(Beginning of PROVIDED DATA)
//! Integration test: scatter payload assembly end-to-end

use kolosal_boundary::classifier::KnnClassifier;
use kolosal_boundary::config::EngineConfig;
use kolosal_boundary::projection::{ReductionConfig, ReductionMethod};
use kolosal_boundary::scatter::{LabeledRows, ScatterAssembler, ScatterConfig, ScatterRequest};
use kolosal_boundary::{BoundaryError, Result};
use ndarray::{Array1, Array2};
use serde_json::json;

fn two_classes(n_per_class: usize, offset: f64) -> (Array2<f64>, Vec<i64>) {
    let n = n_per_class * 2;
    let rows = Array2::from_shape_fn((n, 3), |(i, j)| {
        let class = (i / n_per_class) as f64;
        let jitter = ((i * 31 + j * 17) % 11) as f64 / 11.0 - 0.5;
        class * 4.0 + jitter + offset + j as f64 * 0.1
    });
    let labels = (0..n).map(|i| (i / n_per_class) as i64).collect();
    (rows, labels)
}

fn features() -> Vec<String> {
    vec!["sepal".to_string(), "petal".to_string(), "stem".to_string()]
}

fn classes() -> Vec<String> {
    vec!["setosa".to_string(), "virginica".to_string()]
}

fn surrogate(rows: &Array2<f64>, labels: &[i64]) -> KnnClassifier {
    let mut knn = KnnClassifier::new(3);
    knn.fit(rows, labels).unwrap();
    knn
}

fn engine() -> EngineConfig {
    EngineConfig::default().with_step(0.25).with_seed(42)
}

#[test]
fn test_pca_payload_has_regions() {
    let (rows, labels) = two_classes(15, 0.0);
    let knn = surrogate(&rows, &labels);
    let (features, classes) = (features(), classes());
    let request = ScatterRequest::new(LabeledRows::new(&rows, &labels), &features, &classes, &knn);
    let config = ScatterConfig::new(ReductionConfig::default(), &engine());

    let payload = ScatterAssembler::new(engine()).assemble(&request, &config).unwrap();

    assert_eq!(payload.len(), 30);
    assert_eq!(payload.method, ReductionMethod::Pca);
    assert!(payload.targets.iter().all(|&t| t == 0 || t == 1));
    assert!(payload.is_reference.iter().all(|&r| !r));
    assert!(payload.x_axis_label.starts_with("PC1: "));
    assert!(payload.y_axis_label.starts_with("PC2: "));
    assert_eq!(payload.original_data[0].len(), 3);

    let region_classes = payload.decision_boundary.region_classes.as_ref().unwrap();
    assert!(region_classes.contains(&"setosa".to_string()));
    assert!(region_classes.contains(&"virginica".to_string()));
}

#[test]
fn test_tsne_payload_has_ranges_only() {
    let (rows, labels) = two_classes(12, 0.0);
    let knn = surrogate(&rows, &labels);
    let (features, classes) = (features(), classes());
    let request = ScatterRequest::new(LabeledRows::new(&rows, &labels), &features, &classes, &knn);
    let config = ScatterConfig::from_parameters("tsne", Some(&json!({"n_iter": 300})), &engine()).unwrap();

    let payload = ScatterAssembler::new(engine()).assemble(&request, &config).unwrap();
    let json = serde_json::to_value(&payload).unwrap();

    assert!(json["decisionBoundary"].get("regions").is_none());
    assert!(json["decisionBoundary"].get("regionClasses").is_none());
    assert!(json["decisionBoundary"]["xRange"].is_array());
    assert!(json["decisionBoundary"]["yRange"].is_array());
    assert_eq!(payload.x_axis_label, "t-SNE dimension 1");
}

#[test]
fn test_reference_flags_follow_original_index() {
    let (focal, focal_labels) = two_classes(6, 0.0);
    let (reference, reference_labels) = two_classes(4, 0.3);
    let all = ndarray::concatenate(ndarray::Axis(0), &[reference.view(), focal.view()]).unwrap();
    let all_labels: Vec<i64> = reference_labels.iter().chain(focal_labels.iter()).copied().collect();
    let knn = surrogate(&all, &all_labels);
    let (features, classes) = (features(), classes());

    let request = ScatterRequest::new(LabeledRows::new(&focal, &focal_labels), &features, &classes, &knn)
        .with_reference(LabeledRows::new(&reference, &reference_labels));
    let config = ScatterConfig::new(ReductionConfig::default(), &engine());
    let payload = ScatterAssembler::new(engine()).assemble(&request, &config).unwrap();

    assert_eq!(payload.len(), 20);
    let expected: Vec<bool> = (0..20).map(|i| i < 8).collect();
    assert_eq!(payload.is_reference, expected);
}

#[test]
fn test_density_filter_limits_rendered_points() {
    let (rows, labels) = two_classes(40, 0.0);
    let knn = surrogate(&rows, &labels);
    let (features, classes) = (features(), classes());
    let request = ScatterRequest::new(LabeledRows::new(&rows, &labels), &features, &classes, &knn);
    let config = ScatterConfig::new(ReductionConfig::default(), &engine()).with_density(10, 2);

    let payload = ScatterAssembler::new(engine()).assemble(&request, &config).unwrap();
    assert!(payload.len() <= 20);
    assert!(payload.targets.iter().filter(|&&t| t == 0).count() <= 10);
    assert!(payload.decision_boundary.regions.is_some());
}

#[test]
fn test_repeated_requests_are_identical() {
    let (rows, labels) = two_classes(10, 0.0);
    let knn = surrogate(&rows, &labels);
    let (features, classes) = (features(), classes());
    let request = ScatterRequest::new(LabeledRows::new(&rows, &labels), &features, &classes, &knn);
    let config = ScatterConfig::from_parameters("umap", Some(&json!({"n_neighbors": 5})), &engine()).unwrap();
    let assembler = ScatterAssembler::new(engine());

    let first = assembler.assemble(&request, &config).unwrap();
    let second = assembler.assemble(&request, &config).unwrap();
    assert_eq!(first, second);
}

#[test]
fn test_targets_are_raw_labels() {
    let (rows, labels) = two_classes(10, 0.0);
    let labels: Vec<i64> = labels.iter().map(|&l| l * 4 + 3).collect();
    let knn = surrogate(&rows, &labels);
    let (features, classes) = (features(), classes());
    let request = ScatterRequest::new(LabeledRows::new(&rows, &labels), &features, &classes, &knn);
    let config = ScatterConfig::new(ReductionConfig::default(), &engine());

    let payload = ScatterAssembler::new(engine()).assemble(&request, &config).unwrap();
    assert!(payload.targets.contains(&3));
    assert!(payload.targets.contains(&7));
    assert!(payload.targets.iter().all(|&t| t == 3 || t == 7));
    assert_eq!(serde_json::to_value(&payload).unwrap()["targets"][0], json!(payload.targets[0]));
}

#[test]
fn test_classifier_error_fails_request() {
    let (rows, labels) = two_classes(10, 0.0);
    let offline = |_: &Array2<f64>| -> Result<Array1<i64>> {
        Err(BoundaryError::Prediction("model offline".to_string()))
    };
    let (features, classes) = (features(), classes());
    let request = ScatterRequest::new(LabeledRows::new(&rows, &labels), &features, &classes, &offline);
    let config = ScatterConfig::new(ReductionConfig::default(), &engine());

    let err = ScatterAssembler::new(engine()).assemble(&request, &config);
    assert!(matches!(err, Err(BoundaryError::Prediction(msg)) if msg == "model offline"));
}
(End of PROVIDED DATA)
(Beginning of PROVIDED DATA)
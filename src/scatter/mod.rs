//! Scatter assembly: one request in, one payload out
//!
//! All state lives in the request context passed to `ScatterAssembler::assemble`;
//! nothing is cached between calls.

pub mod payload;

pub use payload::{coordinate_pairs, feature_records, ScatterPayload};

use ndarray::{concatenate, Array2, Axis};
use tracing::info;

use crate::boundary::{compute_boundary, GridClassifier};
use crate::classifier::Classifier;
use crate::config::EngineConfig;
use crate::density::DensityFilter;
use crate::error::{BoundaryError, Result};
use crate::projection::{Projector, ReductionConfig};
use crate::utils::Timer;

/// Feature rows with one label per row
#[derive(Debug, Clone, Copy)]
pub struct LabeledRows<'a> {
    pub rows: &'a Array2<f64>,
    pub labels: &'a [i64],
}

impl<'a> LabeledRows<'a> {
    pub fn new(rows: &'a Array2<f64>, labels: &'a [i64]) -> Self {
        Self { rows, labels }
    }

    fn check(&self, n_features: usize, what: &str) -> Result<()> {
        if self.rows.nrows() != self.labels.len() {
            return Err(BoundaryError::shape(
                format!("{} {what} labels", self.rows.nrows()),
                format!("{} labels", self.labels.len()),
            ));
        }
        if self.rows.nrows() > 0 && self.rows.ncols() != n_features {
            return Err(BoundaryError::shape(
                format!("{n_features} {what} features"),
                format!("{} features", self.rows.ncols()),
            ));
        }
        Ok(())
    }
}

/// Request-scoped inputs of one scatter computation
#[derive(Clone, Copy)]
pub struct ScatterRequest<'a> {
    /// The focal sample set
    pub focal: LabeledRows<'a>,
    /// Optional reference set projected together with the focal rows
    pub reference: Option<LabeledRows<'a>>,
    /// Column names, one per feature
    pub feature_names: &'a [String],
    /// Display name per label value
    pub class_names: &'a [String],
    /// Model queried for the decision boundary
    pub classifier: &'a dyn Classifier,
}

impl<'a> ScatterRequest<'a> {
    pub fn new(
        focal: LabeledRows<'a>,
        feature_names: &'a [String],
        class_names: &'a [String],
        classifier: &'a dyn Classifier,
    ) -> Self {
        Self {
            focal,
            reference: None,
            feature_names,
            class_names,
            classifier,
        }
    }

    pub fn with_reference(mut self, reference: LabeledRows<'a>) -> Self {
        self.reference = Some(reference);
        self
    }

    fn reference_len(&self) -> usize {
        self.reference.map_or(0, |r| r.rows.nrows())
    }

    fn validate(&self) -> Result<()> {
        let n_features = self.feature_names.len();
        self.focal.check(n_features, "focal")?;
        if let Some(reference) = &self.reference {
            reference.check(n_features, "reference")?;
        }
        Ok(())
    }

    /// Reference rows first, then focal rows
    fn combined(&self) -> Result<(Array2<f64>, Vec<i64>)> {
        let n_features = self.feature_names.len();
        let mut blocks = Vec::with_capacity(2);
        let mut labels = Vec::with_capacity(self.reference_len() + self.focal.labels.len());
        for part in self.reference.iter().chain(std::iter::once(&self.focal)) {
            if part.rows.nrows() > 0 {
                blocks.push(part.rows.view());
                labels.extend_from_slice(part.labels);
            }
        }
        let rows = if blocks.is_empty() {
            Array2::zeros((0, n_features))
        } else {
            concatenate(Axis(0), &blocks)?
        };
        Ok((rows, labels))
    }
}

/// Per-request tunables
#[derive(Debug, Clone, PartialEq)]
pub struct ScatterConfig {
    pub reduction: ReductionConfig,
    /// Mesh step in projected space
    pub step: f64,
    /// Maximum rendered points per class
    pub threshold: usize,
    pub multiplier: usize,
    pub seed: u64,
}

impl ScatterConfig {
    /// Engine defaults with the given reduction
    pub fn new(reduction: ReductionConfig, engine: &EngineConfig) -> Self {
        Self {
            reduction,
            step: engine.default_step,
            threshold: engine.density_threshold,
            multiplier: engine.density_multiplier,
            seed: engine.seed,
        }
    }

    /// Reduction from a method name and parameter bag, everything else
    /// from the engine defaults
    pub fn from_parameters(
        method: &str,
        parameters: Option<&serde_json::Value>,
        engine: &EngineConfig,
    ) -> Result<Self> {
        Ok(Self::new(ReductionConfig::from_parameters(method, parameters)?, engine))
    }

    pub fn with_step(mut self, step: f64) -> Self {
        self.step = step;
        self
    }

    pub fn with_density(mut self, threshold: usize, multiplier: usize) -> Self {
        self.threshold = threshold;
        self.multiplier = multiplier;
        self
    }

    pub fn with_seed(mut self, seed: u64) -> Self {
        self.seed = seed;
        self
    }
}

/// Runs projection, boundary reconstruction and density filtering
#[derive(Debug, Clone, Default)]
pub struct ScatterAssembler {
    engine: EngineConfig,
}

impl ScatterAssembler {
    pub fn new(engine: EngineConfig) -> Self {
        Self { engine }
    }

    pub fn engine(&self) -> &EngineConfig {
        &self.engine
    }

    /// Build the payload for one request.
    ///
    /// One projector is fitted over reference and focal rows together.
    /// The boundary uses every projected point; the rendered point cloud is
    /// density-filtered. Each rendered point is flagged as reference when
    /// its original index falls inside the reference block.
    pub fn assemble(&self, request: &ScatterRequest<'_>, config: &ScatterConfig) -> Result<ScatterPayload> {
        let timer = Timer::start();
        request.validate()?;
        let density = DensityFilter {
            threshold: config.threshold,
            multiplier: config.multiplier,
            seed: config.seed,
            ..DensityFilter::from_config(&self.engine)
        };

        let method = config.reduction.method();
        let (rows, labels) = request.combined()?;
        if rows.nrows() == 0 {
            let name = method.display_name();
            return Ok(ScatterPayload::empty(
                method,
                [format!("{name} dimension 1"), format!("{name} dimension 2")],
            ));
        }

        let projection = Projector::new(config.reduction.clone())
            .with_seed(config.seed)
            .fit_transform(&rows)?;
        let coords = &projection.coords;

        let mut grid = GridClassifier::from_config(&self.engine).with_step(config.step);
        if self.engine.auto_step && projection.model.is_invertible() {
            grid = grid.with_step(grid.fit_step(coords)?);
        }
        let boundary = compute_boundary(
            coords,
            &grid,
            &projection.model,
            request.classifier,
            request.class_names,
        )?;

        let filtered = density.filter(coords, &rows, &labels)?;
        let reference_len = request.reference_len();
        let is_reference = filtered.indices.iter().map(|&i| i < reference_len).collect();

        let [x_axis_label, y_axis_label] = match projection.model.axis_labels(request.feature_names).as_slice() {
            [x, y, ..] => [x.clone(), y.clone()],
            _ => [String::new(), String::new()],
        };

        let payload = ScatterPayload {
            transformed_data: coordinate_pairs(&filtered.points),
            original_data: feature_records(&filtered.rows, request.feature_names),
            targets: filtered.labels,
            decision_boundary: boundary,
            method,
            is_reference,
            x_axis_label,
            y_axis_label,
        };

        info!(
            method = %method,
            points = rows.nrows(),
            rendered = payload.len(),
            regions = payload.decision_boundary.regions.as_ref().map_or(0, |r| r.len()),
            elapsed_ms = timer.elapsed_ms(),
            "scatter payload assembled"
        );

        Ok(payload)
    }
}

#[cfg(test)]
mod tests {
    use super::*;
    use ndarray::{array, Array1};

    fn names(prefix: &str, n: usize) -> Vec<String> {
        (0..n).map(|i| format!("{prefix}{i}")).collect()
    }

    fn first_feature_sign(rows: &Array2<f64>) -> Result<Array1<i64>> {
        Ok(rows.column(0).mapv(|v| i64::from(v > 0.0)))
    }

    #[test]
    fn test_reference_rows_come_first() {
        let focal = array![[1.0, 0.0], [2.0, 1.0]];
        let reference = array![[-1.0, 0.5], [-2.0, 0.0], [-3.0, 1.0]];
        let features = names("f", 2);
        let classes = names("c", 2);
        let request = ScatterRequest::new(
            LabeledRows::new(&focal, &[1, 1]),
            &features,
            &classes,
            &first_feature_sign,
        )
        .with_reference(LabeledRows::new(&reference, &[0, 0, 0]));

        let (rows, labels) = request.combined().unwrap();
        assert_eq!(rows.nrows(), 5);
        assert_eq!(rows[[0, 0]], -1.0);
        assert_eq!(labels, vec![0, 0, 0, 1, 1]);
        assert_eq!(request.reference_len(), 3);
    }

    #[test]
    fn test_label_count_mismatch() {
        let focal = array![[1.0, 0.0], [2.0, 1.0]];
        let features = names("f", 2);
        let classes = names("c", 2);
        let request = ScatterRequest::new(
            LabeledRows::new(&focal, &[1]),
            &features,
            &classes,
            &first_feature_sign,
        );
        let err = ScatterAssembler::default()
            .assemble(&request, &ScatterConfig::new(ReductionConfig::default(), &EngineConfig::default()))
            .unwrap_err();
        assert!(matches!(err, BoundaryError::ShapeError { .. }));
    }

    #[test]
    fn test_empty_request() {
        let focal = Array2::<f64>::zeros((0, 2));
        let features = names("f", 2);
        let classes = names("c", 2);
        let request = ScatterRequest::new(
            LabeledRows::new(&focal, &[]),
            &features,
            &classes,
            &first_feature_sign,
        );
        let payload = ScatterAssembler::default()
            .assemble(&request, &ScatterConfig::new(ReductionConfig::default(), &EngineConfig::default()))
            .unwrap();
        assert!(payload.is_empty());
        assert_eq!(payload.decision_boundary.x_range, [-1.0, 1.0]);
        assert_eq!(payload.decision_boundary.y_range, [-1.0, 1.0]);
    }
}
(End of PROVIDED DATA)
(Beginning of PROVIDED DATA)
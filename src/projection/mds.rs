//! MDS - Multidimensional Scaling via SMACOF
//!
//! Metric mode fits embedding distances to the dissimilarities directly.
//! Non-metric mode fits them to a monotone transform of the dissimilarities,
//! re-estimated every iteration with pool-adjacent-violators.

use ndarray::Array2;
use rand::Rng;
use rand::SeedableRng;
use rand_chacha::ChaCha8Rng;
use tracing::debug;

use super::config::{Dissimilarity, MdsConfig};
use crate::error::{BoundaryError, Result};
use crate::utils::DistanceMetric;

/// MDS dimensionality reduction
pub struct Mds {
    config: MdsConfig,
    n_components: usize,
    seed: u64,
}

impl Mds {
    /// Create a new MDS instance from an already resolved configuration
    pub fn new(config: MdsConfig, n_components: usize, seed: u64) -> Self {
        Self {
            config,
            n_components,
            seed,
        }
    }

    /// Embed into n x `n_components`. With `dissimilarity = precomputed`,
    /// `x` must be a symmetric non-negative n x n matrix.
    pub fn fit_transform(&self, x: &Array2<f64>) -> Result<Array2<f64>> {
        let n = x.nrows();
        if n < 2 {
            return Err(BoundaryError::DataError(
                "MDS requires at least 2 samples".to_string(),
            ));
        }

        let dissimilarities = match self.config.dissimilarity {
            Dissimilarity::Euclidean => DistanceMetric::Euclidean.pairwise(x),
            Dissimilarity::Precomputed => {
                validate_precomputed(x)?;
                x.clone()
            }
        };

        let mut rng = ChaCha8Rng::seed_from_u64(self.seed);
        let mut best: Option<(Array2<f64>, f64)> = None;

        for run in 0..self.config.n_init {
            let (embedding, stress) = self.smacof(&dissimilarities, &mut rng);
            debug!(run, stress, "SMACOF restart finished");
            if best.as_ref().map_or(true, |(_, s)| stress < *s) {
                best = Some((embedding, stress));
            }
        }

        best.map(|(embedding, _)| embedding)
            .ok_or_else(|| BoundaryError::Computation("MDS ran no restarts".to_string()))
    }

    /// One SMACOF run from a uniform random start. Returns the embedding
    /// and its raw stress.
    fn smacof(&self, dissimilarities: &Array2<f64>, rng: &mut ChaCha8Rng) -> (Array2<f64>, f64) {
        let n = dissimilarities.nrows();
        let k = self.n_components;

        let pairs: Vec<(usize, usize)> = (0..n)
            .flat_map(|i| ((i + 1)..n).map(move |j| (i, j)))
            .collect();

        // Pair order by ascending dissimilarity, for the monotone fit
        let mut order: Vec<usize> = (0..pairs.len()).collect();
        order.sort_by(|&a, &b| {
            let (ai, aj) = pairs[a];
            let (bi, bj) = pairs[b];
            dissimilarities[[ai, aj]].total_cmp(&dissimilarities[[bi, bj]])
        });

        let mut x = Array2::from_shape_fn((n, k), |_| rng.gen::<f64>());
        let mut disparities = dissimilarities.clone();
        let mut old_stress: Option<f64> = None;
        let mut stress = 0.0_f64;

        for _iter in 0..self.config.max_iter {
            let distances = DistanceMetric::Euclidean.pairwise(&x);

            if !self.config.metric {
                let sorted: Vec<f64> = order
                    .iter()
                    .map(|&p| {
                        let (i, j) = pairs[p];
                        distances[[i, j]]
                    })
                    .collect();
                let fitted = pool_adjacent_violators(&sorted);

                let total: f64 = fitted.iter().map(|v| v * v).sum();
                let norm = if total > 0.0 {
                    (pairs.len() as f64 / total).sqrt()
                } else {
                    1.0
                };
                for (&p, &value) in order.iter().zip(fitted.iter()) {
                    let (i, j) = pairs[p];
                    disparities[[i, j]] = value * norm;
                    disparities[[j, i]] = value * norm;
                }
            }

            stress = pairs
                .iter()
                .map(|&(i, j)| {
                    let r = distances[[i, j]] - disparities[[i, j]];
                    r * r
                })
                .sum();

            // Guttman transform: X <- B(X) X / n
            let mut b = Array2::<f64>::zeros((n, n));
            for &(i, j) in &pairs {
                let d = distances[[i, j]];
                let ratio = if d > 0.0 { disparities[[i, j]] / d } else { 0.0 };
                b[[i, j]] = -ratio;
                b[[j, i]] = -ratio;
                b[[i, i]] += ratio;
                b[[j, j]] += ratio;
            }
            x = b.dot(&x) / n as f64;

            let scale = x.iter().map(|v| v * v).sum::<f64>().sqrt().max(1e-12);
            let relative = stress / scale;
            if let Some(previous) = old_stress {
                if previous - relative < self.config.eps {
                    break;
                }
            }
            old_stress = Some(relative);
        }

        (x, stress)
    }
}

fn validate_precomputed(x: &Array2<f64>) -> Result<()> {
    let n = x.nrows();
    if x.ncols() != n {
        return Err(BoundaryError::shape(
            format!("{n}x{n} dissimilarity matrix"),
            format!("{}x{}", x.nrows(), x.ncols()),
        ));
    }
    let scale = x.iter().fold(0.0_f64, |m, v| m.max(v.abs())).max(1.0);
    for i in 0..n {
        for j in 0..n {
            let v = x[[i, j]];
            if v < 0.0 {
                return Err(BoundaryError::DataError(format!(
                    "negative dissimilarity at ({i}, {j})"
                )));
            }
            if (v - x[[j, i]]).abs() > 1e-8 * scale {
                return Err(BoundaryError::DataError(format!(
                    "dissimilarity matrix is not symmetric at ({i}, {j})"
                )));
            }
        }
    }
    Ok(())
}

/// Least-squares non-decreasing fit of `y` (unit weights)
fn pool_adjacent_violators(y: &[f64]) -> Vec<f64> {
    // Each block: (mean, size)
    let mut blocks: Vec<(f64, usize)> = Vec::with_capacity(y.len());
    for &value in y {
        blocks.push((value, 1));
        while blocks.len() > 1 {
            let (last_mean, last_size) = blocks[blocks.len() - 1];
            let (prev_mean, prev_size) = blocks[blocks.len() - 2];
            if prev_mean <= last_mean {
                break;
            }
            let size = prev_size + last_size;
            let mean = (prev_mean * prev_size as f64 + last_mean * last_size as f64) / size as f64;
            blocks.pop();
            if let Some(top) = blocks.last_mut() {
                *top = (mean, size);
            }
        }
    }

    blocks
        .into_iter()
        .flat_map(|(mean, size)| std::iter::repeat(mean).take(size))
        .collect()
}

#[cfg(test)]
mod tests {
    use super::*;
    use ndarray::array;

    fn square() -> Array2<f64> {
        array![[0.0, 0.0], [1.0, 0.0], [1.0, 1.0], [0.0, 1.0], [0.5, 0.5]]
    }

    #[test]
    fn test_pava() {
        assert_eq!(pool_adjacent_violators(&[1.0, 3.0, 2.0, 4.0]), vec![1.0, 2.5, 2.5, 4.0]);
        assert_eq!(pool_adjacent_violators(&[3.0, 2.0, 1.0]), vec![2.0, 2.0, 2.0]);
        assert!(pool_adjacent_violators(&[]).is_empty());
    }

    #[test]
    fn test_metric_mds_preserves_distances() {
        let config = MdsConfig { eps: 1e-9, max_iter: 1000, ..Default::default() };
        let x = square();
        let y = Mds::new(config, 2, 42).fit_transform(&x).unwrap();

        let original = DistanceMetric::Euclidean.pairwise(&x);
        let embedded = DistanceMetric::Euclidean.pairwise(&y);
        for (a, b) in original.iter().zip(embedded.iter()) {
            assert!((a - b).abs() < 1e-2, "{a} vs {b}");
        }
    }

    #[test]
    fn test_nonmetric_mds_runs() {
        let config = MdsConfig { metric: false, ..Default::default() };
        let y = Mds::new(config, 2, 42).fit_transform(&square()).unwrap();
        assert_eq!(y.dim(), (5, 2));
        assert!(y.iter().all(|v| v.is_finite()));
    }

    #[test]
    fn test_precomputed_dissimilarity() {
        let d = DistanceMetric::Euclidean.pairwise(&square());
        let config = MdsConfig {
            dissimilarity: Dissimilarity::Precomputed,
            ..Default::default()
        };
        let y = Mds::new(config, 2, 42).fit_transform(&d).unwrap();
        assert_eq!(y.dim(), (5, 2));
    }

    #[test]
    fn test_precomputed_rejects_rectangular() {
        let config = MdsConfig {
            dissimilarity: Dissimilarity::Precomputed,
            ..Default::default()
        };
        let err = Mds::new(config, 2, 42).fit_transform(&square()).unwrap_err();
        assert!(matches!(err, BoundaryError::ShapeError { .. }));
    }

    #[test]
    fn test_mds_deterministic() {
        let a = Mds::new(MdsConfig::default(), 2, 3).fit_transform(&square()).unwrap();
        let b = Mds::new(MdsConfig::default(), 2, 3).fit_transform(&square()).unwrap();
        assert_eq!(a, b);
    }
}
(End of PROVIDED DATA)
• GOAL OF THE EXERCISE
From the data above, work out how many lines hold "offset". Answer with the number alone.

• RESPONSE
2